## What the task asks:
Search the data below, and report every line in which "tick" occurs.

## Records supplied:
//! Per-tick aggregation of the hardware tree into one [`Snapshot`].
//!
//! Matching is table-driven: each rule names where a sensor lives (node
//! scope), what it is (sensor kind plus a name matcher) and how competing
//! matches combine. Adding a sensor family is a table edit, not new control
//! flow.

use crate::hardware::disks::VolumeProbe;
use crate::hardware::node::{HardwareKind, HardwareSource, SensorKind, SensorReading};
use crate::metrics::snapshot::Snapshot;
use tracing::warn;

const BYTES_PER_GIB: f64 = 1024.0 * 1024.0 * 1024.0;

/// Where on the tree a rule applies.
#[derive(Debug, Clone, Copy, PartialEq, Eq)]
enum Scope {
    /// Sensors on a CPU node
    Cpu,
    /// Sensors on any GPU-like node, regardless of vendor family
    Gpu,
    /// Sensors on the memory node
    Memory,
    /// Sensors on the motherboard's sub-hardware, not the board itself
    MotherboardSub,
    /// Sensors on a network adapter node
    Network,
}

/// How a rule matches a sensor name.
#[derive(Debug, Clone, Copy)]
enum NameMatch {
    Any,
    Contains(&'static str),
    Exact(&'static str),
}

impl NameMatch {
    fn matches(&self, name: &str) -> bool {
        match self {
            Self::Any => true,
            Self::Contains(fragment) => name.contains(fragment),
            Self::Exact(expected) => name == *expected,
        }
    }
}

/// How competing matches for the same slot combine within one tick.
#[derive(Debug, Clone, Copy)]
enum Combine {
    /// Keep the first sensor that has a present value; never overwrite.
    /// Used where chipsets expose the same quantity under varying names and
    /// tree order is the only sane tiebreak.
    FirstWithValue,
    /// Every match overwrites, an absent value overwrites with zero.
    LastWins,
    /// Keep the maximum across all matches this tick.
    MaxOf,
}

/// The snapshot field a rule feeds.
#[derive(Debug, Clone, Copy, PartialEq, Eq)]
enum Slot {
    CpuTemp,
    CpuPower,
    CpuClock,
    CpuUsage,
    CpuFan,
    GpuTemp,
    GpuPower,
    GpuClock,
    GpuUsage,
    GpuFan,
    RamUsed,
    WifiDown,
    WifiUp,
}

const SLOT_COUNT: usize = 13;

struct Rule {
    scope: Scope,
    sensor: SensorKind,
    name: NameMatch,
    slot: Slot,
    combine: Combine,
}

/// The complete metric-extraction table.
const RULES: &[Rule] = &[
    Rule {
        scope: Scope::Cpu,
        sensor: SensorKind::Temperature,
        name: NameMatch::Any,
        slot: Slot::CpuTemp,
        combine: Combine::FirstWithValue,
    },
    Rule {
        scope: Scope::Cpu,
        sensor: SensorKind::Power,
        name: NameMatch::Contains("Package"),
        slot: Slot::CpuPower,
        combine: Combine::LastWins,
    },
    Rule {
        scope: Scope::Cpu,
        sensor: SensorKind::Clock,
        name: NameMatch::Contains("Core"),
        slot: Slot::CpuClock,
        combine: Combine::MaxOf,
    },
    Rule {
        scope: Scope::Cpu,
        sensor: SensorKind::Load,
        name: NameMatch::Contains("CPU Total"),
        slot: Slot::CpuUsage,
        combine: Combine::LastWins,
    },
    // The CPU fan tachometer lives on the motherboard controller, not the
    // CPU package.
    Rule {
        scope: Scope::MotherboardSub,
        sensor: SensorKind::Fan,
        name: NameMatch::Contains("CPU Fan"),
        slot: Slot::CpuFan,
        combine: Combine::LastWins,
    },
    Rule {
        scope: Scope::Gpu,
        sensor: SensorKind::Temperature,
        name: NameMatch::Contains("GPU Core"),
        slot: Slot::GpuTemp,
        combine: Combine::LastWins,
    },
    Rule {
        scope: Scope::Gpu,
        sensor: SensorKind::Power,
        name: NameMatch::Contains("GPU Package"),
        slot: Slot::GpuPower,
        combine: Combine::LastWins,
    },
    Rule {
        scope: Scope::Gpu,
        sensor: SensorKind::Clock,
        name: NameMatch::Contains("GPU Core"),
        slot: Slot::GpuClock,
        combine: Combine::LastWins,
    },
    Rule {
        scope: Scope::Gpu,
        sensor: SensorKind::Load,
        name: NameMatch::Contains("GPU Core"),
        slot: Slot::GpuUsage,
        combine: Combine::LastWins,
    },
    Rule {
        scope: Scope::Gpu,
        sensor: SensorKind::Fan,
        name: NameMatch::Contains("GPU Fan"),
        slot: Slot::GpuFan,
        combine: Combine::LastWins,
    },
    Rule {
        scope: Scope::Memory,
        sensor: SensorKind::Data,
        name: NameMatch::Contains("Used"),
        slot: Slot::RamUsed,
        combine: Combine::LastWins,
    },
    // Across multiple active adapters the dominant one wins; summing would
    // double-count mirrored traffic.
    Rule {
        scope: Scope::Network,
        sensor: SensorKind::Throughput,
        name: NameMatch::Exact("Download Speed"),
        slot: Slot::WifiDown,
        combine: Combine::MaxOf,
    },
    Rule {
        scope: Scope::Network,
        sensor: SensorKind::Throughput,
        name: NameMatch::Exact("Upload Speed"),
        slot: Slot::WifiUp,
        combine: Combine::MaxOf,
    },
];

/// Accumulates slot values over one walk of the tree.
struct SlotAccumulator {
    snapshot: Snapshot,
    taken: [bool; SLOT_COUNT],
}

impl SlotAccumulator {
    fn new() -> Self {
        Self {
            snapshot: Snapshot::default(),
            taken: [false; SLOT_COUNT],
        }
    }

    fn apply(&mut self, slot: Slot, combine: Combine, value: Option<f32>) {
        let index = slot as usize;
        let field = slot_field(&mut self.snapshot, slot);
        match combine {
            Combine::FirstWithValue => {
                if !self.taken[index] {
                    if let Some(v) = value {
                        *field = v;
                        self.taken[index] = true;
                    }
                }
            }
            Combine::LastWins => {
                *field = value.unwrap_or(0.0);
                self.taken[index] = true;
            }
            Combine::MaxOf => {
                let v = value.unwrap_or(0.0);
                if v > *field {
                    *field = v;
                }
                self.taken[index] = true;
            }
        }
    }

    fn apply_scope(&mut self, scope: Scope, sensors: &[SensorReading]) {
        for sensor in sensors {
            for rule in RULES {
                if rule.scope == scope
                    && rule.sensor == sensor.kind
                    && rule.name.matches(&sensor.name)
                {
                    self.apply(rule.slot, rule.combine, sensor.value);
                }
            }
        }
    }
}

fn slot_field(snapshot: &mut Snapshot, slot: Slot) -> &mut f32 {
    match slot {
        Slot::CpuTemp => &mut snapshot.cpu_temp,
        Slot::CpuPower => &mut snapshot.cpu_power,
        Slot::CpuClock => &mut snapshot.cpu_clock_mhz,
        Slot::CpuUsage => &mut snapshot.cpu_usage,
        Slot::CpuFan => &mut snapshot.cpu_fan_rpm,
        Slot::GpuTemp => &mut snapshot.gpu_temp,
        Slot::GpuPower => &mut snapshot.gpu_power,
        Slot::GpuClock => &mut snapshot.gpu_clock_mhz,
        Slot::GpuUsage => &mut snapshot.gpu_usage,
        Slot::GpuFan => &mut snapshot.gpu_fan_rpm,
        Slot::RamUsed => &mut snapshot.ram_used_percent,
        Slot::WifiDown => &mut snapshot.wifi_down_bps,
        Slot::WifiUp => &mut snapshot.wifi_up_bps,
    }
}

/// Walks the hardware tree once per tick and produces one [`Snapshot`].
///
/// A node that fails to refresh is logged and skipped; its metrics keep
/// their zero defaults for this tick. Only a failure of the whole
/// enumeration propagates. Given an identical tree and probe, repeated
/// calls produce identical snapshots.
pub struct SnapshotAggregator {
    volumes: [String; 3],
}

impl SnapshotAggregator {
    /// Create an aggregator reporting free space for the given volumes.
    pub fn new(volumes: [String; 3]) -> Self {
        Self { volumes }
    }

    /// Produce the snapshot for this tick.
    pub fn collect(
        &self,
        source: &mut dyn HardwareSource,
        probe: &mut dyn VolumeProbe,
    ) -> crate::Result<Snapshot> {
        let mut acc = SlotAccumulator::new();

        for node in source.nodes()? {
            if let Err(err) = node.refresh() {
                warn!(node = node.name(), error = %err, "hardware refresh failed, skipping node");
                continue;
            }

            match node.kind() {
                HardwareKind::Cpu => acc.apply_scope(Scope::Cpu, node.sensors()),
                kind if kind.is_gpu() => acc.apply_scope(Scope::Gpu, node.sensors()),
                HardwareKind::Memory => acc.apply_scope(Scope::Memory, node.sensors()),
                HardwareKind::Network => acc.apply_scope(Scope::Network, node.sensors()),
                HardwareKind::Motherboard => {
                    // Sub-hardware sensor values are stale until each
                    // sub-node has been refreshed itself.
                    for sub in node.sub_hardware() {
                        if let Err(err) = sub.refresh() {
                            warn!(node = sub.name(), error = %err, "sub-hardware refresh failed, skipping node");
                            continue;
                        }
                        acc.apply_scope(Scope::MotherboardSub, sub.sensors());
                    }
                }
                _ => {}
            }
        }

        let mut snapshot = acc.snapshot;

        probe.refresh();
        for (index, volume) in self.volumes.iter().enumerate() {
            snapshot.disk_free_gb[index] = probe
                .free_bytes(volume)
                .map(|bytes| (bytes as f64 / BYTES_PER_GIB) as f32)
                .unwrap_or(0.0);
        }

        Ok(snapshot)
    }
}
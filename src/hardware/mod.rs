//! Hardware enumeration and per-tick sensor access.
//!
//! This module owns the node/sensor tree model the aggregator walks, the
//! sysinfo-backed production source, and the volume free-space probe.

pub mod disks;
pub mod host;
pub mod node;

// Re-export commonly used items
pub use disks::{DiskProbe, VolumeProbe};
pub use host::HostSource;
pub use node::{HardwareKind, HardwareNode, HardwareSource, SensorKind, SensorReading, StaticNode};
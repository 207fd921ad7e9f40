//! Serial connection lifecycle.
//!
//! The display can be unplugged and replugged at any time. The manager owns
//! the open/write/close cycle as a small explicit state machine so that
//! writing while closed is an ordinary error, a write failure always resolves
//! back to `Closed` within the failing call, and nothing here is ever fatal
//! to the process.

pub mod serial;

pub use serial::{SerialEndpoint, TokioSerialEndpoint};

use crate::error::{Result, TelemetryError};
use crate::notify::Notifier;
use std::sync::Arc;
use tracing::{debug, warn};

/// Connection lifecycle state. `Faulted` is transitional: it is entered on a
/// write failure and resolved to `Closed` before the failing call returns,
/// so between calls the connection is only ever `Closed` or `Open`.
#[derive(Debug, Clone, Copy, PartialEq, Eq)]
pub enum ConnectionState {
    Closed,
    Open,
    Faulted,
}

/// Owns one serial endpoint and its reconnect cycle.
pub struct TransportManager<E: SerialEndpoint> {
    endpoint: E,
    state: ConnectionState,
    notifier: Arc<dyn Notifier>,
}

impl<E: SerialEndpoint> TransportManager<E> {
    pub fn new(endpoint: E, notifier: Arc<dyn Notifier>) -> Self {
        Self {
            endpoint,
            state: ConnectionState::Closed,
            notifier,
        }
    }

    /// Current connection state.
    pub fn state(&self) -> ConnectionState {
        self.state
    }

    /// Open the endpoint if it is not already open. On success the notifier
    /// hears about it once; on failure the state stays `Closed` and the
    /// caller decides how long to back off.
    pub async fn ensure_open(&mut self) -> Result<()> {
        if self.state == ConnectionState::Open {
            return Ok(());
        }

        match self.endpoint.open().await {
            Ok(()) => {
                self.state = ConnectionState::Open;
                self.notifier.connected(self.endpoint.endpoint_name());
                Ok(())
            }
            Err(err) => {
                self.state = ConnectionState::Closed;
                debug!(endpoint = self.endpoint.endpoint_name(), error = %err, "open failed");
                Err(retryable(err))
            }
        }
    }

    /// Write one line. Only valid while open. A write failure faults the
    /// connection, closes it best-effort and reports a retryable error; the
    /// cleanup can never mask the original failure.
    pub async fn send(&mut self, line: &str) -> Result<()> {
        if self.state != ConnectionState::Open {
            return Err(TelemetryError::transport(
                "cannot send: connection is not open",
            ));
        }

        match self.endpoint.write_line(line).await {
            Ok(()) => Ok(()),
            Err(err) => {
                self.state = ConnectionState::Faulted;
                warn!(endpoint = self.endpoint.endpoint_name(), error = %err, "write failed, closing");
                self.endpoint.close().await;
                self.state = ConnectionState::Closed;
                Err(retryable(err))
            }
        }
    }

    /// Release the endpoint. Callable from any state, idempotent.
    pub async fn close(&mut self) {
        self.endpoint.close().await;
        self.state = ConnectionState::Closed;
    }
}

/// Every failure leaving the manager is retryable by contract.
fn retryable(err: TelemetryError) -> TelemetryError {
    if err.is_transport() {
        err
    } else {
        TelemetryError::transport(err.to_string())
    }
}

## Solution to the problem:
//! Per-tick aggregation of the hardware tree into one [`Snapshot`].
/// How competing matches for the same slot combine within one tick.
    /// Keep the maximum across all matches this tick.
/// Walks the hardware tree once per tick and produces one [`Snapshot`].
/// their zero defaults for this tick. Only a failure of the whole
    /// Produce the snapshot for this tick.
//! Hardware enumeration and per-tick sensor access.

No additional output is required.